DMR Transition (mtb)









Thanks


----------



## PaintPeelinPbody (Feb 3, 2004)

I believe the MTB version would have geometry to accommodate a suspension fork, where the BMX would not.


----------



## Axis (Mar 11, 2004)

PaintPeelinPbody said:


> I believe the MTB version would have geometry to accommodate a suspension fork, where the BMX would not.


That and the stays are shorter normally on the mtb.

Check out a USB molly or a tonic fab fall guy.


----------



## sealclubber (Apr 10, 2007)

you think the stays are shorter on the mtb? id wager theyre probly equal. for 26" wheels its really a pissing contest to get a short rear end, but for 24"s they dont try as hard to cram it in there, they can easily achieve a good length and still have room to spare.

as far as the differences, as you can see the headtube is alot closer to the front wheel on the bmx, with higher bars to achieve the near same overall height. means there will be more room between the bars and the frame for you to get your leg thru on turn downs. im guessing the HA is probly steeper on the bmx as well


----------



## joelalamo45 (Aug 3, 2006)

get the DMR and have a little bit of both...


----------



## ally_n_2000 (Aug 12, 2007)

I wouldn't neceserily necessarily be getting one of those two bikes, although i do really like the Haro.
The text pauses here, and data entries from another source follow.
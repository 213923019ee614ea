//! Wallet session provider.
//!
//! Connecting means: authorize with the extension, list accounts, adopt the
//! first one as the active identity. No account picker exists. The session
//! lives in memory only and is discarded when the process (or page) ends.

use crate::error::{ErrorKind, Result};
use crate::interface::WalletApi;
use crate::model::structs::Account;

#[derive(Debug, Clone, PartialEq, Eq, Default)]
pub enum SessionState {
    #[default]
    Idle,
    Connecting,
    Connected(Account),
    /// Flattened description of whatever went wrong; the user retries manually.
    Failed(String),
}

#[derive(Debug, Clone, Default)]
pub struct WalletSession {
    state: SessionState,
}

impl WalletSession {
    pub fn new() -> Self {
        Self::default()
    }

    pub fn state(&self) -> &SessionState {
        &self.state
    }

    /// The loading flag the UI renders while the handshake is in flight.
    pub fn is_connecting(&self) -> bool {
        matches!(self.state, SessionState::Connecting)
    }

    pub fn account(&self) -> Option<&Account> {
        match self.state {
            SessionState::Connected(ref account) => Some(account),
            _ => None,
        }
    }

    pub fn error(&self) -> Option<&str> {
        match self.state {
            SessionState::Failed(ref msg) => Some(msg),
            _ => None,
        }
    }

    /// Idle/Failed -> Connecting -> Connected or Failed. Every exit path
    /// leaves `is_connecting()` false; a stuck "connecting" state would
    /// otherwise wedge the connect button forever.
    pub async fn connect(&mut self, wallet: &impl WalletApi, app_name: &str) -> Result<Account> {
        self.state = SessionState::Connecting;

        match authorize(wallet, app_name).await {
            Ok(account) => {
                self.state = SessionState::Connected(account.clone());
                Ok(account)
            }
            Err(e) => {
                self.state = SessionState::Failed(e.to_string());
                Err(e)
            }
        }
    }
}

async fn authorize(wallet: &impl WalletApi, app_name: &str) -> Result<Account> {
    let extensions = wallet.enable(app_name).await?;
    if extensions.is_empty() {
        return Err(ErrorKind::NoExtensionFound.into());
    }

    let accounts = wallet.accounts().await?;
    // First account wins; there is no selection UI.
    accounts
        .into_iter()
        .next()
        .ok_or_else(|| ErrorKind::NoAccountsFound.into())
}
The thing that annoys me about bmx's though are the brakes, why on't the have V's?


----------



## BikeSATORI (Mar 20, 2004)

tough decision man.

Don't be turned off by 990 U-brakes though, they make some really nice ones now, and will work great as long as you take the time and effort to dial them in correctly.

I'd say the "mtb" style 24's are the way to go if you want a tiny bit more versatility though. You didn't really say if it was something you considered, but there is no option of running susp. fork on the cruiser 24, where you can easily run both on an "mtb" style frame with the corrected geo.


...and yeah, I gotta agree with Axis, it seems most ALL of the 24" bmx cruisers I see out there all have overly long chainstays (15.5+ for 24). I would assume it's because they are still designing them with race geometry, mostly for laying the power to the ground without wheelieing, not really meant for popping spins while riding street... although I predict this is changing right now as we speak.


cruiser will be much cheaper, but good luck finding one that has decent components, and make sure you find one that is 100% chromo tubing, no hi-tensile steel jive.


----------



## sittingduck (Apr 26, 2005)

My Mosh 24" BMX has pretty long stays.
The MTB 24s will generally feel like they have a bit more forgiveness up front, (especially if it has suspension ) slacker head angles, and longer front axle to BB lengths.


----------



## aggiebiker (Apr 18, 2006)

Go with the subrosa 24in. it has mags....


----------



## ally_n_2000 (Aug 12, 2007)

Mags, i haven't seen those for a decade or two. I'm not sure i'd have much confidence in them for street riding. As for the chainstays, the haro website i beleive is quoting either 14.25", but i'm not sure if thats correct.

I just imagine the 24 bmx to be easier to spin, and hop for some reason - it looks pretty compact and nimble.

I would take the pegs off - make it a few lbs lighter


----------



## tibug (Dec 5, 2006)

aggiebiker said:


> Go with the subrosa 24in. it has mags....


Mags suck, but they're cool if you're building a back-to-the-roots bmx.

Tim


----------



## aggroman (Mar 2, 2008)

Out of curiosity.......

Are you considering buying the Transition from somewhere in the U.S.?
That is if you are buying one and living here. I want to know because I am having mine freighted over from the UK in about a week unless I can find one here in the states.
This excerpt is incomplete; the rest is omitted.